The potential dangers of the Internet for children was recognized more than a decade ago, and numerous organizations have sprung up to deal with the problem. All can be accessed online and offer a wide range of advice and tools for gaining some control over your child’s or grandchild’s life in cyberspace. Here are basic rules that they recommend:

• Talk with your kids about their computer use (and digital phone messaging), their Web browsing, their interaction online. Explain that you’re looking out for their safety online. Take charge of their computer lives, just as you would any other major aspect of their lives. Let them know you’re watching and may impose controls. Consider drawing up a formal contract with your child about computer use—times of day, total hours, off-limits websites.

• Keep computers (and games that can communicate through the Internet) in open spaces, like kitchens and family rooms. Don’t let a child spend time online behind closed doors.

• Put in parental controls. Some operating systems, like Windows Vista, have fairly powerful filters. There are many commercial products that go much farther by also monitoring everything your kids do online—every keystroke, every website visited. You can set time limits on computer use, both by the time of day and by total time online.

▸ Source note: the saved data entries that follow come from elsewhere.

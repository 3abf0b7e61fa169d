//! Minimal XDR (RFC 4506) primitives for the overlay wire protocol.
//!
//! Everything is big-endian, and opaque/string payloads are padded to a
//! four-byte boundary with zero bytes. Only the shapes the
//! [`StellarMessage`](super::message::StellarMessage) union needs are
//! implemented.

use thiserror::Error;

#[derive(Debug, Error, PartialEq, Eq)]
pub enum XdrError {
    #[error("unexpected end of XDR input")]
    Truncated,
    #[error("XDR padding bytes were not zero")]
    BadPadding,
    #[error("XDR length {0} exceeds remaining input")]
    LengthOutOfBounds(u32),
    #[error("XDR string is not valid UTF-8")]
    BadUtf8,
    #[error("unknown XDR union discriminant {0}")]
    UnknownDiscriminant(u32),
    #[error("XDR optional flag must be 0 or 1, got {0}")]
    BadOptional(u32),
    #[error("trailing bytes after XDR value")]
    TrailingBytes,
}

/// Cursor over an XDR-encoded buffer.
pub struct XdrReader<'a> {
    buf: &'a [u8],
    pos: usize,
}

impl<'a> XdrReader<'a> {
    pub fn new(buf: &'a [u8]) -> Self {
        XdrReader { buf, pos: 0 }
    }

    pub fn remaining(&self) -> usize {
        self.buf.len() - self.pos
    }

    /// Fail unless the whole buffer was consumed.
    pub fn finish(self) -> Result<(), XdrError> {
        if self.remaining() != 0 {
            return Err(XdrError::TrailingBytes);
        }
        Ok(())
    }

    fn take(&mut self, n: usize) -> Result<&'a [u8], XdrError> {
        if self.remaining() < n {
            return Err(XdrError::Truncated);
        }
        let out = &self.buf[self.pos..self.pos + n];
        self.pos += n;
        Ok(out)
    }

    pub fn read_u32(&mut self) -> Result<u32, XdrError> {
        let b = self.take(4)?;
        Ok(u32::from_be_bytes([b[0], b[1], b[2], b[3]]))
    }

    pub fn read_i32(&mut self) -> Result<i32, XdrError> {
        Ok(self.read_u32()? as i32)
    }

    pub fn read_u64(&mut self) -> Result<u64, XdrError> {
        let hi = self.read_u32()? as u64;
        let lo = self.read_u32()? as u64;
        Ok((hi << 32) | lo)
    }

    pub fn read_i64(&mut self) -> Result<i64, XdrError> {
        Ok(self.read_u64()? as i64)
    }

    /// Fixed-length opaque data, padded to a four-byte boundary.
    pub fn read_opaque_fixed<const N: usize>(&mut self) -> Result<[u8; N], XdrError> {
        let data = self.take(N)?;
        let mut out = [0u8; N];
        out.copy_from_slice(data);
        self.read_padding(N)?;
        Ok(out)
    }

    /// Variable-length opaque data: u32 length, payload, padding.
    pub fn read_opaque_var(&mut self) -> Result<Vec<u8>, XdrError> {
        let len = self.read_u32()?;
        if len as usize > self.remaining() {
            return Err(XdrError::LengthOutOfBounds(len));
        }
        let data = self.take(len as usize)?.to_vec();
        self.read_padding(len as usize)?;
        Ok(data)
    }

    pub fn read_string(&mut self) -> Result<String, XdrError> {
        let bytes = self.read_opaque_var()?;
        String::from_utf8(bytes).map_err(|_| XdrError::BadUtf8)
    }

    fn read_padding(&mut self, payload_len: usize) -> Result<(), XdrError> {
        let pad = (4 - payload_len % 4) % 4;
        for &b in self.take(pad)? {
            if b != 0 {
                return Err(XdrError::BadPadding);
            }
        }
        Ok(())
    }
}

/// Append-only XDR writer.
#[derive(Default)]
pub struct XdrWriter {
    buf: Vec<u8>,
}

impl XdrWriter {
    pub fn new() -> Self {
        XdrWriter::default()
    }

    pub fn into_bytes(self) -> Vec<u8> {
        self.buf
    }

    pub fn write_u32(&mut self, v: u32) {
        self.buf.extend_from_slice(&v.to_be_bytes());
    }

    pub fn write_i32(&mut self, v: i32) {
        self.write_u32(v as u32);
    }

    pub fn write_u64(&mut self, v: u64) {
        self.buf.extend_from_slice(&v.to_be_bytes());
    }

    pub fn write_i64(&mut self, v: i64) {
        self.write_u64(v as u64);
    }

    pub fn write_opaque_fixed(&mut self, data: &[u8]) {
        self.buf.extend_from_slice(data);
        self.write_padding(data.len());
    }

    pub fn write_opaque_var(&mut self, data: &[u8]) {
        self.write_u32(data.len() as u32);
        self.buf.extend_from_slice(data);
        self.write_padding(data.len());
    }

    pub fn write_string(&mut self, s: &str) {
        self.write_opaque_var(s.as_bytes());
    }

    fn write_padding(&mut self, payload_len: usize) {
        let pad = (4 - payload_len % 4) % 4;
        self.buf.extend_from_slice(&[0u8; 3][..pad]);
    }
}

Some programs allow you to monitor the child’s online activity remotely, from, say, your office computer. Reviews of monitoring software are available on the Web, including an extensive review on PC Magazine’s website.

• On the social networking sites like Facebook, kids should use the privacy settings so that only their real friends can see their stuff. They should be sure they really know everyone on their buddy list. They should keep all passwords private—except from their parents.

• Teach kids to think twice before putting online things that can be seen—and passed on—by anyone in the world. This includes personal data like photos, real names, phone numbers and addresses. Make sure children tell you if someone begins asking for personal info or tries to lure them into doing something inappropriate, like posting a revealing photograph.

• Tell kids to never accept an invitation from a stranger to a face-to-face meeting. This could be an adult, posing as a teenager, who is “grooming” the child for direct contact. Kids should never even reply to messages from strangers, over the computer or their phones.

• Make sure children never post humiliating videos or pictures of others without their permission. They should never pass along cruel messages about other people.

• Don’t allow kids to download any content without parents’ explicit permission. Not only may the material be inappropriate, but it also may be infected with viruses.

• Stress manners. The Internet is a new hangout for kids. They should be as nice as they would be in any other social situation. Just as manners and rules apply when hanging out at the local library or smoothie shop, they also apply online.


Peter Ross Range is a freelance writer based in Washington.